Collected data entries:
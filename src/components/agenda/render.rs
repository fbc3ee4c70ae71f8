use super::colors::color_name;
use super::filter::{select_events, EffectiveSpan};
use super::window::DisplayWindow;
use super::Locale;
use crate::components::google_calendar::models::CalendarEvent;
use rust_i18n::t;
use std::fmt;

const CLOCK_FORMAT: &str = "%H:%M";

/// When an agenda entry happens
#[derive(Debug, Clone, PartialEq, Eq)]
pub enum Timing {
    AllDay,
    /// Start and end as `HH:MM` in the event's own offset
    Span { start: String, end: String },
}

/// One rendered agenda entry
#[derive(Debug, Clone, PartialEq, Eq)]
pub struct DisplayLine {
    pub color_name: &'static str,
    pub summary: String,
    pub timing: Timing,
}

impl DisplayLine {
    pub fn new(event: &CalendarEvent, span: &EffectiveSpan, locale: Locale) -> Self {
        let timing = if event.is_all_day() {
            Timing::AllDay
        } else {
            Timing::Span {
                start: span.start.format(CLOCK_FORMAT).to_string(),
                end: span.end.format(CLOCK_FORMAT).to_string(),
            }
        };

        Self {
            color_name: color_name(event.color_id.as_deref(), locale),
            summary: event.summary.clone(),
            timing,
        }
    }

    pub fn render(&self, locale: Locale) -> String {
        match &self.timing {
            Timing::AllDay => format!(
                "【{}】{} ({})",
                self.color_name,
                self.summary,
                t!("agenda_all_day", locale = locale.as_str())
            ),
            Timing::Span { start, end } => {
                format!("【{}】{} ({}-{})", self.color_name, self.summary, start, end)
            }
        }
    }
}

/// The agenda for one target date
#[derive(Debug, Clone, PartialEq, Eq)]
pub struct Agenda {
    pub date_label: String,
    pub locale: Locale,
    pub entries: Vec<DisplayLine>,
}

impl Agenda {
    pub fn is_empty(&self) -> bool {
        self.entries.is_empty()
    }

    /// Line naming the target date
    pub fn header(&self) -> String {
        t!(
            "agenda_header",
            locale = self.locale.as_str(),
            date = self.date_label.as_str()
        )
        .to_string()
    }

    /// Body lines: one per entry, or a single "no events" line
    pub fn lines(&self) -> Vec<String> {
        if self.entries.is_empty() {
            return vec![t!(
                "agenda_no_events",
                locale = self.locale.as_str(),
                date = self.date_label.as_str()
            )
            .to_string()];
        }

        self.entries
            .iter()
            .map(|entry| entry.render(self.locale))
            .collect()
    }
}

impl fmt::Display for Agenda {
    fn fmt(&self, f: &mut fmt::Formatter<'_>) -> fmt::Result {
        writeln!(f, "{}", self.header())?;
        for line in self.lines() {
            writeln!(f, "{}", line)?;
        }
        Ok(())
    }
}

/// Filter `events` down to the window's agenda and render each entry
pub fn build_agenda(events: &[CalendarEvent], window: &DisplayWindow, locale: Locale) -> Agenda {
    let entries = select_events(events, window)
        .into_iter()
        .map(|(event, span)| DisplayLine::new(event, &span, locale))
        .collect();

    Agenda {
        date_label: window.target_date_label.clone(),
        locale,
        entries,
    }
}
use crate::error::{AgendaResult, Error};
use chrono::{DateTime, Duration, FixedOffset, LocalResult, NaiveDate, NaiveDateTime, TimeZone};

/// Date format accepted on the command line and used for agenda labels
pub const DATE_FORMAT: &str = "%Y-%m-%d";

/// Parse a `YYYY-MM-DD` date, falling back to `today` when no date was given
pub fn parse_target_date(date_str: Option<&str>, today: NaiveDate) -> AgendaResult<NaiveDate> {
    match date_str.map(str::trim) {
        None | Some("") => Ok(today),
        Some(s) => NaiveDate::parse_from_str(s, DATE_FORMAT)
            .map_err(|e| Error::InvalidDate(format!("{:?}: {}", s, e))),
    }
}

/// Pin a wall-clock time to an instant in `tz`.
///
/// Ambiguous times (DST fall-back) take the earlier instant. Times that fall
/// into a DST gap move forward to the first wall-clock time that exists.
pub fn resolve_local<Tz: TimeZone>(tz: &Tz, naive: NaiveDateTime) -> DateTime<FixedOffset> {
    match tz.from_local_datetime(&naive) {
        LocalResult::Single(dt) => dt.fixed_offset(),
        LocalResult::Ambiguous(earliest, _) => earliest.fixed_offset(),
        LocalResult::None => {
            let mut probe = naive;
            // No zone has a gap longer than a day
            for _ in 0..(24 * 4) {
                probe += Duration::minutes(15);
                if let Some(dt) = tz.from_local_datetime(&probe).earliest() {
                    return dt.fixed_offset();
                }
            }
            tz.from_utc_datetime(&naive).fixed_offset()
        }
    }
}
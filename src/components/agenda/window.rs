use crate::utils::time::{resolve_local, DATE_FORMAT};
use chrono::{DateTime, Duration, FixedOffset, NaiveDate, NaiveTime, TimeZone};

/// Seconds from midnight to the inclusive end of the query (23:59:59)
const QUERY_END_SECONDS: i64 = 24 * 60 * 60 - 1;

/// Query range and labels for one target date
#[derive(Debug, Clone, PartialEq, Eq)]
pub struct DisplayWindow {
    /// Midnight at the start of the day before the target date
    pub query_start: DateTime<FixedOffset>,
    /// 23:59:59 on the target date
    pub query_end: DateTime<FixedOffset>,
    /// Midnight at the start of the target date (`query_start` plus one calendar day)
    pub day_start: DateTime<FixedOffset>,
    pub target_date: NaiveDate,
    /// Target date as `YYYY-MM-DD`
    pub target_date_label: String,
}

/// Compute the query window for `target_date` in `tz`.
///
/// The window reaches back to the start of the previous day so that events
/// which start the evening before and run past midnight are returned by the
/// event source. The end is one second before the next midnight.
pub fn compute_window<Tz: TimeZone>(target_date: NaiveDate, tz: &Tz) -> DisplayWindow {
    let previous_date = target_date.pred_opt().unwrap_or(target_date);
    let target_midnight = target_date.and_time(NaiveTime::MIN);

    DisplayWindow {
        query_start: resolve_local(tz, previous_date.and_time(NaiveTime::MIN)),
        query_end: resolve_local(tz, target_midnight + Duration::seconds(QUERY_END_SECONDS)),
        day_start: resolve_local(tz, target_midnight),
        target_date,
        target_date_label: target_date.format(DATE_FORMAT).to_string(),
    }
}

impl DisplayWindow {
    /// Offset used to pin date-only event bounds to an instant
    pub fn offset(&self) -> FixedOffset {
        *self.day_start.offset()
    }
}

Problem to solve: Your answer must be a single number: the count of lines above that hold the word "crate".

Answer below: 3